People of Stonington, CT
The people of Stonington, Connecticut, today form a small, highly educated, and predominantly white community of 934 residents, with a distinctive character shaped by deep Yankee roots and a quiet coastal identity. The village is notably homogeneous, with 87.3% of the population identifying as white, a Hispanic share of 8.4%, and minimal representation from other groups—0.0% Black, 1.0% East/Southeast Asian, and 0.3% Indian (subcontinent). With 71.9% of adults holding a college degree and a foreign-born population of just 2.1%, Stonington stands as one of the most demographically stable and academically credentialed enclaves in southeastern Connecticut, a place where historic preservation and generational continuity define daily life.

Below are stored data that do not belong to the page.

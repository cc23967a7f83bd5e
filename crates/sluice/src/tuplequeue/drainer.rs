use crate::partition::PartitionKey;
use crate::tuplequeue::TupleQueue;
use sluice_api::{CountCondition, TupleBatch};
use std::time::{Duration, Instant};

/// A batch extracted by a drainer, together with the partition key it was
/// drained for (`None` on non-partitioned queues).
pub type DrainedBatch = (Option<PartitionKey>, TupleBatch);

/// The stateless-per-call executor of one scheduling strategy against a set
/// of per-port queues.
///
/// A drainer either populates its result and leaves the drainable flag for
/// retry, or extracts nothing and leaves the data queued. Instances are
/// pooled per operator replica and reconfigured in place between
/// invocations.
#[derive(Debug)]
pub enum Drainer {
    Greedy(GreedyDrainer),
    SinglePort(SinglePortDrainer),
    MultiPortConjunctive(MultiPortConjunctiveDrainer),
    MultiPortDisjunctive(MultiPortDisjunctiveDrainer),
    /// Extracts nothing; placeholder for operators whose strategy is
    /// `Never`.
    Nop,
}

impl Drainer {
    pub fn drain(&mut self, key: Option<&PartitionKey>, queues: &[TupleQueue]) {
        match self {
            Drainer::Greedy(drainer) => drainer.drain(key, queues),
            Drainer::SinglePort(drainer) => drainer.drain(key, queues),
            Drainer::MultiPortConjunctive(drainer) => drainer.drain(key, queues),
            Drainer::MultiPortDisjunctive(drainer) => drainer.drain(key, queues),
            Drainer::Nop => {}
        }
    }

    pub fn has_result(&self) -> bool {
        match self {
            Drainer::Greedy(drainer) => drainer.result.is_some(),
            Drainer::SinglePort(drainer) => drainer.result.is_some(),
            Drainer::MultiPortConjunctive(drainer) => drainer.result.is_some(),
            Drainer::MultiPortDisjunctive(drainer) => drainer.result.is_some(),
            Drainer::Nop => false,
        }
    }

    pub fn take_result(&mut self) -> Option<DrainedBatch> {
        match self {
            Drainer::Greedy(drainer) => drainer.result.take(),
            Drainer::SinglePort(drainer) => drainer.result.take(),
            Drainer::MultiPortConjunctive(drainer) => drainer.result.take(),
            Drainer::MultiPortDisjunctive(drainer) => drainer.result.take(),
            Drainer::Nop => None,
        }
    }

    pub fn reset(&mut self) {
        self.take_result();
    }

    /// `true` for the greedy drainer, which may extract from keys the
    /// tuple-count policy does not consider drainable.
    pub fn is_greedy(&self) -> bool {
        matches!(self, Drainer::Greedy(_))
    }
}

/// Ignores thresholds and drains everything unconditionally. Used for
/// migration and shutdown paths where no data may be stranded, and for
/// operators scheduled `WhenAvailable`.
#[derive(Debug, Default)]
pub struct GreedyDrainer {
    result: Option<DrainedBatch>,
}

impl GreedyDrainer {
    pub fn new() -> Self {
        Self::default()
    }

    fn drain(&mut self, key: Option<&PartitionKey>, queues: &[TupleQueue]) {
        let mut batch = TupleBatch::new(queues.len());
        for (port, queue) in queues.iter().enumerate() {
            batch.add_all(port, queue.poll_all());
        }
        if batch.is_non_empty() {
            self.result = Some((key.cloned(), batch));
        }
    }
}

/// Single-port threshold drainer: `Exact` takes exactly the threshold,
/// `AtLeast` takes everything once the threshold is met.
#[derive(Debug)]
pub struct SinglePortDrainer {
    count: usize,
    condition: CountCondition,
    block: Option<Duration>,
    result: Option<DrainedBatch>,
}

impl SinglePortDrainer {
    pub fn new(count: usize, condition: CountCondition) -> Self {
        assert!(count > 0, "tuple count must be positive");
        Self {
            count,
            condition,
            block: None,
            result: None,
        }
    }

    pub fn new_blocking(count: usize, condition: CountCondition, timeout: Duration) -> Self {
        let mut drainer = Self::new(count, condition);
        drainer.block = Some(timeout);
        drainer
    }

    pub fn reconfigure(&mut self, count: usize, condition: CountCondition) {
        assert!(count > 0, "tuple count must be positive");
        self.count = count;
        self.condition = condition;
        self.result = None;
    }

    fn drain(&mut self, key: Option<&PartitionKey>, queues: &[TupleQueue]) {
        assert_eq!(queues.len(), 1, "single-port drainer over multiple ports");
        let queue = &queues[0];
        if let Some(timeout) = self.block {
            queue.await_size(self.count, timeout);
        }
        let tuples = match self.condition {
            CountCondition::Exact => queue.poll_exact(self.count),
            CountCondition::AtLeast => {
                if queue.size() >= self.count {
                    Some(queue.poll_all())
                } else {
                    None
                }
            }
        };
        if let Some(tuples) = tuples {
            let mut batch = TupleBatch::new(1);
            batch.add_all(0, tuples);
            self.result = Some((key.cloned(), batch));
        }
    }
}

/// Multi-port drainer requiring every port with a non-zero threshold to
/// satisfy it before anything is drained.
#[derive(Debug)]
pub struct MultiPortConjunctiveDrainer {
    counts: Vec<usize>,
    condition: CountCondition,
    block: Option<Duration>,
    result: Option<DrainedBatch>,
}

impl MultiPortConjunctiveDrainer {
    pub fn new(counts: Vec<usize>, condition: CountCondition) -> Self {
        assert!(counts.len() > 1, "conjunctive drainer needs multiple ports");
        assert!(
            counts.iter().any(|&count| count > 0),
            "conjunctive drainer needs at least one positive tuple count"
        );
        Self {
            counts,
            condition,
            block: None,
            result: None,
        }
    }

    pub fn new_blocking(counts: Vec<usize>, condition: CountCondition, timeout: Duration) -> Self {
        let mut drainer = Self::new(counts, condition);
        drainer.block = Some(timeout);
        drainer
    }

    pub fn reconfigure(&mut self, counts: Vec<usize>, condition: CountCondition) {
        assert!(counts.len() > 1, "conjunctive drainer needs multiple ports");
        self.counts = counts;
        self.condition = condition;
        self.result = None;
    }

    fn drain(&mut self, key: Option<&PartitionKey>, queues: &[TupleQueue]) {
        assert_eq!(queues.len(), self.counts.len(), "port count mismatch");
        if let Some(timeout) = self.block {
            let deadline = Instant::now() + timeout;
            for (port, &count) in self.counts.iter().enumerate() {
                if count == 0 {
                    continue;
                }
                let now = Instant::now();
                if now >= deadline || !queues[port].await_size(count, deadline - now) {
                    break;
                }
            }
        }
        let satisfied = self
            .counts
            .iter()
            .enumerate()
            .filter(|(_, &count)| count > 0)
            .all(|(port, &count)| queues[port].size() >= count);
        if !satisfied {
            return;
        }
        let mut batch = TupleBatch::new(queues.len());
        for (port, queue) in queues.iter().enumerate() {
            let tuples = match self.condition {
                CountCondition::Exact => queue.poll(self.counts[port]),
                CountCondition::AtLeast => queue.poll_all(),
            };
            batch.add_all(port, tuples);
        }
        self.result = Some((key.cloned(), batch));
    }
}

/// Multi-port drainer where any single port reaching its threshold triggers
/// a drain across all ports present.
#[derive(Debug)]
pub struct MultiPortDisjunctiveDrainer {
    counts: Vec<usize>,
    condition: CountCondition,
    block: Option<Duration>,
    result: Option<DrainedBatch>,
}

impl MultiPortDisjunctiveDrainer {
    pub fn new(counts: Vec<usize>, condition: CountCondition) -> Self {
        assert!(counts.len() > 1, "disjunctive drainer needs multiple ports");
        assert!(
            counts.iter().any(|&count| count > 0),
            "disjunctive drainer needs at least one positive tuple count"
        );
        Self {
            counts,
            condition,
            block: None,
            result: None,
        }
    }

    pub fn new_blocking(counts: Vec<usize>, condition: CountCondition, timeout: Duration) -> Self {
        let mut drainer = Self::new(counts, condition);
        drainer.block = Some(timeout);
        drainer
    }

    pub fn reconfigure(&mut self, counts: Vec<usize>, condition: CountCondition) {
        assert!(counts.len() > 1, "disjunctive drainer needs multiple ports");
        self.counts = counts;
        self.condition = condition;
        self.result = None;
    }

    fn satisfied(&self, queues: &[TupleQueue]) -> bool {
        self.counts
            .iter()
            .enumerate()
            .filter(|(_, &count)| count > 0)
            .any(|(port, &count)| queues[port].size() >= count)
    }

    fn drain(&mut self, key: Option<&PartitionKey>, queues: &[TupleQueue]) {
        assert_eq!(queues.len(), self.counts.len(), "port count mismatch");
        if let Some(timeout) = self.block {
            // No single condvar covers all ports, so a blocking disjunctive
            // wait is sliced over the first required port.
            let deadline = Instant::now() + timeout;
            while !self.satisfied(queues) {
                let now = Instant::now();
                if now >= deadline {
                    break;
                }
                let slice = (deadline - now).min(Duration::from_millis(1));
                let probe_port = self
                    .counts
                    .iter()
                    .position(|&count| count > 0)
                    .expect("at least one positive tuple count");
                queues[probe_port].await_size(self.counts[probe_port], slice);
            }
        }
        if !self.satisfied(queues) {
            return;
        }
        let mut batch = TupleBatch::new(queues.len());
        for (port, queue) in queues.iter().enumerate() {
            let tuples = match self.condition {
                CountCondition::Exact => queue.poll(self.counts[port]),
                CountCondition::AtLeast => queue.poll_all(),
            };
            batch.add_all(port, tuples);
        }
        self.result = Some((key.cloned(), batch));
    }
}

#[cfg(test)]
mod test {
    use super::*;
    use crate::tuplequeue::ThreadingMode;
    use sluice_api::Tuple;

    fn queue_with(n: usize) -> TupleQueue {
        let queue = TupleQueue::new(ThreadingMode::SingleThreaded, usize::MAX);
        for i in 0..n {
            queue.push(Tuple::of("n", i as i64));
        }
        queue
    }

    #[test]
    fn single_port_exact_takes_exactly_the_threshold() {
        let queues = [queue_with(5)];
        let mut drainer = Drainer::SinglePort(SinglePortDrainer::new(3, CountCondition::Exact));
        drainer.drain(None, &queues);
        let (_, batch) = drainer.take_result().unwrap();
        assert_eq!(batch.tuple_count(0), 3);
        assert_eq!(queues[0].size(), 2);
    }

    #[test]
    fn single_port_exact_leaves_partial_data_queued() {
        let queues = [queue_with(2)];
        let mut drainer = Drainer::SinglePort(SinglePortDrainer::new(3, CountCondition::Exact));
        drainer.drain(None, &queues);
        assert!(!drainer.has_result());
        assert_eq!(queues[0].size(), 2);
    }

    #[test]
    fn single_port_at_least_takes_everything() {
        let queues = [queue_with(5)];
        let mut drainer = Drainer::SinglePort(SinglePortDrainer::new(3, CountCondition::AtLeast));
        drainer.drain(None, &queues);
        let (_, batch) = drainer.take_result().unwrap();
        assert_eq!(batch.tuple_count(0), 5);
        assert!(queues[0].is_empty());
    }

    #[test]
    fn conjunctive_requires_every_port() {
        let queues = [queue_with(1), queue_with(2)];
        let mut drainer = Drainer::MultiPortConjunctive(MultiPortConjunctiveDrainer::new(
            vec![2, 2],
            CountCondition::AtLeast,
        ));
        drainer.drain(None, &queues);
        assert!(!drainer.has_result());
        assert_eq!(queues[0].size(), 1);
        assert_eq!(queues[1].size(), 2);
    }

    #[test]
    fn conjunctive_at_least_drains_all_buffered() {
        let queues = [queue_with(1), queue_with(2)];
        let mut drainer = Drainer::MultiPortConjunctive(MultiPortConjunctiveDrainer::new(
            vec![1, 1],
            CountCondition::AtLeast,
        ));
        drainer.drain(None, &queues);
        let (_, batch) = drainer.take_result().unwrap();
        assert_eq!(batch.tuple_count(0), 1);
        assert_eq!(batch.tuple_count(1), 2);
        assert!(queues[0].is_empty() && queues[1].is_empty());
    }

    #[test]
    fn conjunctive_exact_drains_thresholds_only() {
        let queues = [queue_with(3), queue_with(2)];
        let mut drainer = Drainer::MultiPortConjunctive(MultiPortConjunctiveDrainer::new(
            vec![2, 2],
            CountCondition::Exact,
        ));
        drainer.drain(None, &queues);
        let (_, batch) = drainer.take_result().unwrap();
        assert_eq!(batch.tuple_count(0), 2);
        assert_eq!(batch.tuple_count(1), 2);
        assert_eq!(queues[0].size(), 1);
    }

    #[test]
    fn disjunctive_triggers_on_any_port() {
        let queues = [queue_with(0), queue_with(3)];
        let mut drainer = Drainer::MultiPortDisjunctive(MultiPortDisjunctiveDrainer::new(
            vec![2, 2],
            CountCondition::AtLeast,
        ));
        drainer.drain(None, &queues);
        let (_, batch) = drainer.take_result().unwrap();
        assert_eq!(batch.tuple_count(0), 0);
        assert_eq!(batch.tuple_count(1), 3);
    }

    #[test]
    fn greedy_ignores_thresholds() {
        let queues = [queue_with(1), queue_with(4)];
        let mut drainer = Drainer::Greedy(GreedyDrainer::new());
        drainer.drain(None, &queues);
        let (_, batch) = drainer.take_result().unwrap();
        assert_eq!(batch.total_tuple_count(), 5);
    }

    #[test]
    fn greedy_yields_nothing_on_empty_queues() {
        let queues = [queue_with(0)];
        let mut drainer = Drainer::Greedy(GreedyDrainer::new());
        drainer.drain(None, &queues);
        assert!(!drainer.has_result());
    }
}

How the city was settled and grew
Stonington’s human history begins with its founding in 1649 by English colonists from the Massachusetts Bay Colony and Plymouth, who were drawn by the deep, sheltered harbor and abundant coastal land for farming and fishing. The original settlement clustered around what is now the Stonington Borough—a narrow peninsula jutting into Fishers Island Sound—where families like the Denisons, Chesebroughs, and Stantons established a maritime economy. By the 18th century, the village became a major whaling and sealing port, attracting a mix of English-descended ship captains, merchants, and skilled craftsmen who built the Federal-style homes that still line Water and Main Streets. A second wave arrived in the mid-19th century with Irish immigrants fleeing the Great Famine, who settled in the Mystic River area (now part of the Mystic village, which straddles Stonington and Groton) and worked in the growing shipbuilding and granite quarrying industries. Italian immigrants followed in the early 1900s, establishing a small enclave in the Pawcatuck neighborhood along the Rhode Island border, where they found work in textile mills and the local granite quarries. These waves were modest in scale—Stonington never experienced the mass immigration of larger industrial cities—and the village’s population remained overwhelmingly white and Yankee through the mid-20th century, with the 1950 census recording a population of roughly 1,200 and a foreign-born share under 5%.
Modern era (post-1965)
After the 1965 Hart-Cellar Act, Stonington saw virtually no new immigration from Asia, Latin America, or Africa, a pattern that persists today. The village’s foreign-born population of 2.1% is among the lowest in Connecticut, and the 8.4% Hispanic share is almost entirely domestic in-migration from other parts of the state, concentrated in the Pawcatuck neighborhood, where a small number of Puerto Rican and Mexican-origin families have settled since the 1990s. The East/Southeast Asian population of 1.0% and Indian (subcontinent) population of 0.3% are negligible, reflecting the village’s lack of the tech or academic employment anchors that draw these groups to other New England towns. Domestic in-migration has been the dominant demographic force: since the 1970s, Stonington has attracted affluent professionals from New York City, Boston, and Hartford, drawn by its historic charm, waterfront setting, and proximity to the Mystic Seaport and the Rhode Island coast. These newcomers have largely settled in the Stonington Borough and the Mystic River area, where they have renovated 18th- and 19th-century homes and driven up property values. The result is a community that has become more economically stratified—longtime Yankee families in the Borough coexist with wealthy second-home owners and retirees—but remains racially static, with the white share holding steady above 85% since 2000.
The future
Stonington’s population is heading toward further homogenization and aging, with no major demographic shifts on the horizon. The village’s high housing costs—median home values exceed $600,000—and limited rental stock effectively filter out younger, less affluent families, while the absence of large employers or universities means few job-driven migrants. The Hispanic share may grow slowly as Pawcatuck’s small Latino community expands through natural increase, but it is unlikely to exceed 12-15% by 2040. The East/Southeast Asian and Indian populations will likely remain below 2% each, as Stonington lacks the ethnic infrastructure—temples, grocery stores, community organizations—that sustains larger Asian enclaves in nearby towns like Groton or New London. The village is not tribalizing into distinct enclaves; rather, it is consolidating as a single, wealthy, white-majority historic district, with the Borough and Mystic River areas absorbing most new residents and Pawcatuck remaining a modest, more diverse working-class pocket. For someone moving in now, Stonington offers a stable, preservation-minded community with little demographic churn, but also limited diversity and a high barrier to entry for anyone not already affluent.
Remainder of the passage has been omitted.